(Dataset entries)
##############################

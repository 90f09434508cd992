//! RTSP-to-WebRTC media gateway.
//!
//! Pulls video (H.264) and audio (Opus) out of RTSP cameras and serves
//! them to browsers over WebRTC, with HTTP/JSON signaling, per-session
//! heartbeats, and a supervisor that reaps dead sessions.

pub mod backoff;
pub mod capture;
pub mod config;
pub mod error;
pub mod media;
pub mod session;
pub mod signaling;
pub mod supervisor;

pub use backoff::BackoffPolicy;
pub use config::{GatewayConfig, StreamType};
pub use error::{Error, Result};
pub use session::SessionManager;
//! Gateway server binary.

use std::net::SocketAddr;
use std::sync::Arc;

use clap::Parser;
use tokio::sync::watch;
use tracing_subscriber::EnvFilter;

use rtsp_webrtc_gateway::capture::CaptureFactory;
use rtsp_webrtc_gateway::{signaling, supervisor, GatewayConfig, SessionManager};

#[derive(Debug, Parser)]
#[command(name = "gateway_server", about = "RTSP to WebRTC media gateway")]
struct Args {
    /// Address to bind the signaling server to
    #[arg(long, env = "GATEWAY_HOST", default_value = "0.0.0.0")]
    host: String,

    /// Port for the signaling server
    #[arg(long, env = "GATEWAY_PORT", default_value_t = 8080)]
    port: u16,

    /// Maximum number of concurrent viewer sessions
    #[arg(long, env = "GATEWAY_MAX_CONNECTIONS", default_value_t = 20)]
    max_connections: usize,

    /// Seconds between expected client heartbeats
    #[arg(long, env = "GATEWAY_HEARTBEAT_INTERVAL", default_value_t = 10)]
    heartbeat_interval_secs: u64,

    /// Seconds without a heartbeat before a session is reaped
    #[arg(long, env = "GATEWAY_HEARTBEAT_TIMEOUT", default_value_t = 30)]
    heartbeat_timeout_secs: u64,

    /// Seconds between supervisor sweeps
    #[arg(long, env = "GATEWAY_SWEEP_INTERVAL", default_value_t = 10)]
    sweep_interval_secs: u64,

    /// Per-step negotiation timeout in seconds
    #[arg(long, env = "GATEWAY_NEGOTIATION_TIMEOUT", default_value_t = 10)]
    negotiation_timeout_secs: u64,

    /// STUN/TURN server URL (repeatable)
    #[arg(long = "ice-server", env = "GATEWAY_ICE_SERVERS", value_delimiter = ',')]
    ice_servers: Vec<String>,
}

impl Args {
    fn into_config(self) -> GatewayConfig {
        let mut config = GatewayConfig {
            max_connections: self.max_connections,
            heartbeat_interval_secs: self.heartbeat_interval_secs,
            heartbeat_timeout_secs: self.heartbeat_timeout_secs,
            sweep_interval_secs: self.sweep_interval_secs,
            negotiation_timeout_secs: self.negotiation_timeout_secs,
            ..Default::default()
        };
        if !self.ice_servers.is_empty() {
            config.ice_servers = self.ice_servers;
        }
        config
    }
}

fn capture_factory() -> Arc<dyn CaptureFactory> {
    #[cfg(feature = "ffmpeg")]
    {
        Arc::new(rtsp_webrtc_gateway::capture::FfmpegCaptureFactory::new())
    }
    #[cfg(not(feature = "ffmpeg"))]
    {
        tracing::warn!(
            "built without the 'ffmpeg' feature; RTSP capture is disabled \
             and sessions will serve substitute frames"
        );
        Arc::new(rtsp_webrtc_gateway::capture::DisabledCaptureFactory)
    }
}

#[tokio::main]
async fn main() -> anyhow::Result<()> {
    tracing_subscriber::fmt()
        .with_env_filter(
            EnvFilter::try_from_default_env()
                .unwrap_or_else(|_| EnvFilter::new("info,rtsp_webrtc_gateway=debug")),
        )
        .init();

    let args = Args::parse();
    let addr: SocketAddr = format!("{}:{}", args.host, args.port).parse()?;
    let config = args.into_config();

    let manager = SessionManager::new(config, capture_factory())?;

    let (shutdown_tx, shutdown_rx) = watch::channel(false);
    let supervisor = supervisor::spawn(manager.clone(), shutdown_rx);

    let serve_manager = manager.clone();
    signaling::serve(addr, serve_manager, async {
        if let Err(e) = tokio::signal::ctrl_c().await {
            tracing::error!(error = %e, "failed to listen for shutdown signal");
        }
        tracing::info!("shutdown signal received");
    })
    .await?;

    let _ = shutdown_tx.send(true);
    let _ = supervisor.await;
    manager.shutdown().await;

    tracing::info!("gateway stopped");
    Ok(())
}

##############################

### HOW TO COMPLETE THIS TASK
Wherever the string "self" appears in the entries above, return the line it appears on.

### RESPONSE BELOW
    fn into_config(self) -> GatewayConfig {
            max_connections: self.max_connections,
            heartbeat_interval_secs: self.heartbeat_interval_secs,
            heartbeat_timeout_secs: self.heartbeat_timeout_secs,
            sweep_interval_secs: self.sweep_interval_secs,
            negotiation_timeout_secs: self.negotiation_timeout_secs,
        if !self.ice_servers.is_empty() {
            config.ice_servers = self.ice_servers;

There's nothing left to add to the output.